▶ [Task instructions]: Below are records; give the number of their lines that contain "unarchive", and only that number.

Stored items:
*** Block opens ***
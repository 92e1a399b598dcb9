mod cli;

use std::path::{Path, PathBuf};
use std::sync::Arc;
use anyhow::{bail, Context};
use clap::Parser;
use tracing_subscriber::EnvFilter;
use gpcli::api::{download_file, save_bytes, ApiConfig, HttpPhotosApi, DEFAULT_ENDPOINT};
use gpcli::config::DEFAULT_CONFIG_PATH;
use gpcli::core::{
    FileOutcome, GpError, PhotosApi, ThumbnailRequest, UploadEvent, UploadManager, UploadOptions,
};
use gpcli::credentials::{email_from_auth, CredentialStore};
use gpcli::utils::{format_bytes, format_duration};
use cli::{AuthCommand, Cli, Command};

#[tokio::main]
async fn main() -> anyhow::Result<()> {
    let cli = Cli::parse();

    let filter = if cli.quiet { "error" } else { log_filter(&cli.log_level) };
    tracing_subscriber::fmt()
        .with_env_filter(EnvFilter::try_from_default_env().unwrap_or_else(|_| EnvFilter::new(filter)))
        .with_writer(std::io::stderr)
        .init();

    let config_path = cli.config.clone().unwrap_or_else(|| PathBuf::from(DEFAULT_CONFIG_PATH));
    let mut store = CredentialStore::open(&config_path)
        .with_context(|| format!("error loading config {}", config_path.display()))?;

    match cli.command {
        Command::Auth(args) => run_auth(&mut store, cli.auth.as_deref(), args.command),
        Command::Upload(args) => {
            let api = connect(&store, cli.auth.as_deref())?;
            run_upload(api, args).await
        }
        Command::Download(args) => {
            let api = connect(&store, cli.auth.as_deref())?;
            run_download(&api, args).await
        }
        Command::Thumbnail(args) => {
            let api = connect(&store, cli.auth.as_deref())?;
            run_thumbnail(&api, args).await
        }
        Command::Delete(args) => {
            let api = connect(&store, cli.auth.as_deref())?;
            let item_key = api.resolve_item_key(&args.input).await?;
            if args.restore {
                api.restore_from_trash(&[item_key]).await?;
                tracing::info!("restored from trash");
            } else {
                api.move_to_trash(&[item_key]).await?;
                tracing::info!("moved to trash");
            }
            Ok(())
        }
        Command::Archive(args) => {
            let api = connect(&store, cli.auth.as_deref())?;
            let item_key = api.resolve_item_key(&args.input).await?;
            api.set_archived(&[item_key], !args.unarchive).await?;
            tracing::info!(archived = !args.unarchive, "archive state updated");
            Ok(())
        }
        Command::Favourite(args) => {
            let api = connect(&store, cli.auth.as_deref())?;
            let item_key = api.resolve_item_key(&args.input).await?;
            api.set_favourite(&item_key, !args.remove).await?;
            tracing::info!(favourite = !args.remove, "favourite state updated");
            Ok(())
        }
        Command::Caption(args) => {
            let api = connect(&store, cli.auth.as_deref())?;
            let item_key = api.resolve_item_key(&args.input).await?;
            api.set_caption(&item_key, &args.caption).await?;
            tracing::info!("caption updated");
            Ok(())
        }
    }
}

/// Dependency crates stay at info when debugging; unknown levels mean info
fn log_filter(level: &str) -> &'static str {
    match level.to_ascii_lowercase().as_str() {
        "debug" => "gpcli=debug,info",
        "warn" | "warning" => "warn",
        "error" => "error",
        _ => "info",
    }
}

/// No `-o` means the current directory
fn output_or_cwd(output: Option<&Path>) -> &Path {
    output.unwrap_or(Path::new(""))
}

/// `--auth` wins over the selected account
fn auth_data(store: &CredentialStore, override_auth: Option<&str>) -> Result<String, GpError> {
    if let Some(raw) = override_auth.map(str::trim).filter(|raw| !raw.is_empty()) {
        return Ok(raw.to_string());
    }
    store
        .selected()
        .map(|record| record.raw().to_string())
        .ok_or(GpError::NoCredentials)
}

fn connect(store: &CredentialStore, override_auth: Option<&str>) -> anyhow::Result<HttpPhotosApi> {
    let config = store.config();
    let api = HttpPhotosApi::new(ApiConfig {
        auth_data: auth_data(store, override_auth)?,
        proxy: config.proxy.clone(),
        endpoint: config.endpoint.clone().unwrap_or_else(|| DEFAULT_ENDPOINT.to_string()),
    })?;
    Ok(api)
}

fn run_auth(
    store: &mut CredentialStore,
    override_auth: Option<&str>,
    command: Option<AuthCommand>,
) -> anyhow::Result<()> {
    match command {
        None => {
            if let Some(raw) = override_auth {
                let email = email_from_auth(raw).context("invalid --auth string")?;
                println!("Current authentication (from --auth): {email}");
                return Ok(());
            }
            match store.selected().and_then(|record| record.email()) {
                Some(email) => println!("Current authentication: {email}"),
                None => println!("No active authentication"),
            }
            print_accounts(store);
        }
        Some(AuthCommand::List) => print_accounts(store),
        Some(AuthCommand::Add { auth_string }) => {
            let email = store.add_credential(&auth_string)?;
            tracing::info!(%email, "authentication added");
        }
        Some(AuthCommand::Remove { identifier }) => {
            let email = resolve_account(store, &identifier)?;
            store.remove_credential(&email)?;
            tracing::info!(%email, "authentication removed");
        }
        Some(AuthCommand::Set { identifier }) => {
            let email = resolve_account(store, &identifier)?;
            store.set_selected(&email)?;
            tracing::info!(%email, "active account set");
        }
        Some(AuthCommand::File) => println!("{}", store.config_path().display()),
    }
    Ok(())
}

fn print_accounts(store: &CredentialStore) {
    if store.records().is_empty() {
        println!("No authentications configured. Use 'gpcli auth add <auth-string>' to add one.");
        return;
    }

    let selected = store.config().selected.as_str();
    println!("Accounts:");
    for (index, record) in store.records().iter().enumerate() {
        match record.email() {
            Some(email) => {
                let marker = if email == selected { " *" } else { "" };
                println!("  {}. {email}{marker}", index + 1);
            }
            None => println!("  {}. <invalid auth string>", index + 1),
        }
    }
}

fn resolve_account(store: &CredentialStore, identifier: &str) -> anyhow::Result<String> {
    match store.resolve_identifier(identifier) {
        Err(GpError::AmbiguousMatch { query, candidates }) => {
            eprintln!("Multiple accounts match '{query}':");
            for candidate in &candidates {
                eprintln!("  {candidate}");
            }
            bail!("be more specific, or use the account number from 'gpcli auth list'")
        }
        other => Ok(other?),
    }
}

fn log_event(event: UploadEvent) {
    match event {
        UploadEvent::BatchStart { total } => tracing::info!(total, "starting upload"),
        UploadEvent::WorkerStatus { worker_id, status, file_name } => {
            tracing::debug!(worker_id, %status, file = %file_name, "worker status");
        }
        UploadEvent::FileStatus { path, outcome, media_key } => match outcome {
            FileOutcome::Uploaded => {
                tracing::info!(path = %path.display(), media_key = media_key.as_deref().unwrap_or(""), "upload success");
            }
            FileOutcome::Existing => {
                tracing::info!(path = %path.display(), media_key = media_key.as_deref().unwrap_or(""), "already in library");
            }
            FileOutcome::Failed(reason) => {
                tracing::error!(path = %path.display(), error = %reason, "upload failed");
            }
        },
        UploadEvent::BatchStop { .. } => tracing::debug!("batch finished"),
    }
}

async fn run_upload(api: HttpPhotosApi, args: cli::UploadArgs) -> anyhow::Result<()> {
    if !tokio::fs::try_exists(&args.path).await? {
        bail!("path does not exist: {}", args.path.display());
    }

    let options = UploadOptions {
        recursive: args.recursive,
        workers: args.threads,
        force_upload: args.force,
        delete_source: args.delete,
        disable_filter: args.disable_filter,
    };

    let manager = UploadManager::new(Arc::new(api), Arc::new(log_event));
    let summary = manager.upload(&args.path, &options).await?;

    tracing::info!(
        total = summary.total,
        succeeded = summary.succeeded(),
        failed = summary.failed,
        uploaded = summary.uploaded,
        existing = summary.existing,
        bytes = %format_bytes(summary.bytes_uploaded),
        elapsed = %format_duration(summary.elapsed),
        "upload complete"
    );
    Ok(())
}

async fn run_download(api: &HttpPhotosApi, args: cli::DownloadArgs) -> anyhow::Result<()> {
    let media_key = api.resolve_media_key(&args.input).await?;
    let found = api.download_url(&media_key).await?;
    if found.url.is_empty() {
        bail!("no download URL available for {media_key}");
    }

    if args.url {
        println!("{}", found.url);
        return Ok(());
    }

    tracing::info!(%media_key, edited = found.is_edited, "downloading");
    let saved = download_file(api.http_client(), &found.url, output_or_cwd(args.output.as_deref())).await?;
    tracing::info!(path = %saved.display(), "download complete");
    Ok(())
}

async fn run_thumbnail(api: &HttpPhotosApi, args: cli::ThumbnailArgs) -> anyhow::Result<()> {
    let media_key = api.resolve_media_key(&args.input).await?;
    let request = ThumbnailRequest {
        width: args.width,
        height: args.height,
        force_jpeg: args.jpeg,
        no_overlay: !args.overlay,
    };

    let bytes = api.thumbnail(&media_key, &request).await?;
    let saved = save_bytes(&bytes, output_or_cwd(args.output.as_deref()), &format!("{media_key}.jpg")).await?;
    tracing::info!(path = %saved.display(), size = %format_bytes(bytes.len() as u64), "thumbnail saved");
    Ok(())
}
*** Block closes ***
▶ [Result of this task]: 2